Whenever the word "IntegrityError" shows up in a line of the data, copy that line.
### Data section ###
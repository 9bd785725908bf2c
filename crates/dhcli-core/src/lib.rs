//! # dhcli-core
//!
//! Core library for the dhcli CLI providing:
//! - Runtime configuration types and the layered configuration loader
//! - Release platform identification (`<os>/<arch>` naming)
//! - Retry execution engine with policy-based configuration

pub mod config;
pub mod error;
pub mod retry;
pub mod types;

pub use config::ConfigLoader;
pub use error::{Error, Result};
pub use types::{Channel, Platform, RuntimeConfig};

/// Name of the binary published by the release system
pub const BINARY_NAME: &str = "dhcli";
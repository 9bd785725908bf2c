//! Configuration loading

mod loader;

pub use loader::ConfigLoader;
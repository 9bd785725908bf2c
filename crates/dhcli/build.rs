//! Build script for version info

use std::env;
use std::process::Command;

fn main() {
    let now = chrono::Utc::now();
    println!("cargo:rustc-env=BUILD_DATE={}", now.format("%Y-%m-%d"));

    // Release builds pin the commit explicitly; local builds ask git
    let commit = env::var("DHCLI_BUILD_COMMIT")
        .ok()
        .filter(|c| !c.trim().is_empty())
        .or_else(|| command_output("git", &["rev-parse", "HEAD"]));
    if let Some(commit) = commit {
        println!("cargo:rustc-env=GIT_SHA={}", commit.trim());
    }

    if let Ok(target) = env::var("TARGET") {
        println!("cargo:rustc-env=TARGET={}", target);
    }

    let rustc = env::var("RUSTC").unwrap_or_else(|_| "rustc".to_string());
    if let Some(version) = command_output(&rustc, &["--version"]) {
        println!("cargo:rustc-env=RUSTC_VERSION={}", version.trim());
    }

    println!("cargo:rerun-if-changed=../../.git/HEAD");
    println!("cargo:rerun-if-env-changed=DHCLI_BUILD_COMMIT");
}

fn command_output(program: &str, args: &[&str]) -> Option<String> {
    let output = Command::new(program).args(args).output().ok()?;
    if !output.status.success() {
        return None;
    }
    Some(String::from_utf8_lossy(&output.stdout).into_owned())
}
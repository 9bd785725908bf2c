//! Type definitions for dhcli runtime configuration and release platforms

mod platform;
mod runtime_config;

pub use platform::*;
pub use runtime_config::*;
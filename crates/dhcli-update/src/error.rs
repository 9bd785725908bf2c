//! Error types for the update flow

use std::fmt;
use std::io;
use std::path::{Path, PathBuf};
use thiserror::Error;

pub type Result<T> = std::result::Result<T, UpdateError>;

/// Coarse classification of an [`UpdateError`]
#[derive(Debug, Clone, Copy, PartialEq, Eq)]
pub enum ErrorKind {
    Network,
    ManifestParse,
    NoApplicableBuild,
    Integrity,
    Filesystem,
}

/// A downloaded artifact that does not match its manifest entry
#[derive(Debug, Clone, PartialEq, Eq, Error)]
pub enum IntegrityError {
    #[error("file size mismatch; expected {expected}, got {actual}")]
    SizeMismatch { expected: u64, actual: u64 },

    #[error("SHA512 mismatch; expected {expected}, got {actual}")]
    DigestMismatch { expected: String, actual: String },
}

/// The installer step that failed
#[derive(Debug, Clone, Copy, PartialEq, Eq)]
pub enum InstallStep {
    ResolveExecutable,
    ReadPermissions,
    CreateTempDir,
    WriteBinary,
    SetPermissions,
    MoveAside,
    MoveIntoPlace,
    RemoveBackup,
}

impl fmt::Display for InstallStep {
    fn fmt(&self, f: &mut fmt::Formatter<'_>) -> fmt::Result {
        let step = match self {
            InstallStep::ResolveExecutable => "resolve the current executable",
            InstallStep::ReadPermissions => "read executable permissions",
            InstallStep::CreateTempDir => "create temporary directory",
            InstallStep::WriteBinary => "write new binary",
            InstallStep::SetPermissions => "set permissions on new binary",
            InstallStep::MoveAside => "move current executable aside",
            InstallStep::MoveIntoPlace => "move new binary into place",
            InstallStep::RemoveBackup => "remove previous version",
        };
        f.write_str(step)
    }
}

/// What happened when restoring the backup after a failed final rename
#[derive(Debug, Clone, PartialEq, Eq)]
pub enum RollbackOutcome {
    /// The previous executable is back at its original path
    Restored,

    /// The previous executable is still at the backup path
    Failed {
        cause: String,
        restore_command: String,
    },
}

/// Errors produced by the update flow
#[derive(Debug, Error)]
pub enum UpdateError {
    /// A request failed after retries, or with a permanent status
    #[error("failed to fetch {url}: {cause}")]
    Network {
        url: String,
        status: Option<u16>,
        cause: String,
    },

    /// The HTTP client could not be constructed
    #[error("failed to initialise HTTP client: {0}")]
    HttpClient(#[source] reqwest::Error),

    /// The manifest payload is not a valid manifest document
    #[error("failed to parse manifest: {0}")]
    ManifestParse(#[from] serde_json::Error),

    /// The manifest has no entry for this platform
    #[error("path not found in manifest: {path}")]
    NoApplicableBuild { path: String },

    /// The downloaded artifact failed verification
    #[error("artifact verification failed: {0}")]
    Integrity(#[from] IntegrityError),

    /// An installer step failed while the original executable was intact
    #[error("failed to {step} ({}): {source}", .path.display())]
    Filesystem {
        step: InstallStep,
        path: PathBuf,
        #[source]
        source: io::Error,
    },

    /// The new binary could not be moved into place after the original was moved aside
    #[error("{}", incomplete_message(.executable, .backup, .source, .rollback))]
    Incomplete {
        executable: PathBuf,
        backup: PathBuf,
        #[source]
        source: io::Error,
        rollback: RollbackOutcome,
    },
}

impl UpdateError {
    pub fn kind(&self) -> ErrorKind {
        match self {
            UpdateError::Network { .. } | UpdateError::HttpClient(_) => ErrorKind::Network,
            UpdateError::ManifestParse(_) => ErrorKind::ManifestParse,
            UpdateError::NoApplicableBuild { .. } => ErrorKind::NoApplicableBuild,
            UpdateError::Integrity(_) => ErrorKind::Integrity,
            UpdateError::Filesystem { .. } | UpdateError::Incomplete { .. } => {
                ErrorKind::Filesystem
            }
        }
    }

    /// HTTP status of a failed request, if a response was received
    pub fn status(&self) -> Option<u16> {
        match self {
            UpdateError::Network { status, .. } => *status,
            _ => None,
        }
    }

    pub(crate) fn filesystem(step: InstallStep, path: impl Into<PathBuf>, source: io::Error) -> Self {
        UpdateError::Filesystem {
            step,
            path: path.into(),
            source,
        }
    }
}

fn incomplete_message(
    executable: &Path,
    backup: &Path,
    source: &io::Error,
    rollback: &RollbackOutcome,
) -> String {
    let head = format!(
        "failed to {} ({}): {}",
        InstallStep::MoveIntoPlace,
        executable.display(),
        source
    );
    match rollback {
        RollbackOutcome::Restored => {
            format!("{head}; the previous version was restored")
        }
        RollbackOutcome::Failed {
            cause,
            restore_command,
        } => format!(
            "{head}; restoring the previous version from {} also failed: {cause}\n\
             Restore it manually with:\n  {restore_command}",
            backup.display()
        ),
    }
}

#[cfg(test)]
mod tests {
    use super::*;

    #[test]
    fn test_integrity_messages_carry_expected_and_actual() {
        let err = UpdateError::from(IntegrityError::SizeMismatch {
            expected: 1024,
            actual: 1020,
        });
        assert_eq!(err.kind(), ErrorKind::Integrity);
        assert!(err
            .to_string()
            .contains("file size mismatch; expected 1024, got 1020"));

        let err = IntegrityError::DigestMismatch {
            expected: "aa".into(),
            actual: "bb".into(),
        };
        assert_eq!(err.to_string(), "SHA512 mismatch; expected aa, got bb");
    }

    #[test]
    fn test_filesystem_error_names_step() {
        let err = UpdateError::filesystem(
            InstallStep::MoveAside,
            "/usr/local/bin/dhcli",
            io::Error::new(io::ErrorKind::PermissionDenied, "denied"),
        );
        assert_eq!(err.kind(), ErrorKind::Filesystem);
        assert_eq!(
            err.to_string(),
            "failed to move current executable aside (/usr/local/bin/dhcli): denied"
        );
    }

    #[test]
    fn test_incomplete_error_includes_restore_command() {
        let err = UpdateError::Incomplete {
            executable: PathBuf::from("/opt/dhcli"),
            backup: PathBuf::from("/opt/dhcli.old"),
            source: io::Error::other("disk full"),
            rollback: RollbackOutcome::Failed {
                cause: "busy".into(),
                restore_command: "mv \"/opt/dhcli.old\" \"/opt/dhcli\"".into(),
            },
        };
        let message = err.to_string();
        assert!(message.contains("move new binary into place"));
        assert!(message.contains("mv \"/opt/dhcli.old\" \"/opt/dhcli\""));

        let restored = UpdateError::Incomplete {
            executable: PathBuf::from("/opt/dhcli"),
            backup: PathBuf::from("/opt/dhcli.old"),
            source: io::Error::other("disk full"),
            rollback: RollbackOutcome::Restored,
        };
        assert!(restored.to_string().ends_with("the previous version was restored"));
    }

    #[test]
    fn test_network_status() {
        let err = UpdateError::Network {
            url: "https://example.test/packing_slip.json".into(),
            status: Some(404),
            cause: "HTTP 404 Not Found".into(),
        };
        assert_eq!(err.kind(), ErrorKind::Network);
        assert_eq!(err.status(), Some(404));
    }
}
###
Result of this exercise ::
pub enum IntegrityError {
    Integrity(#[from] IntegrityError),
        let err = UpdateError::from(IntegrityError::SizeMismatch {
        let err = IntegrityError::DigestMismatch {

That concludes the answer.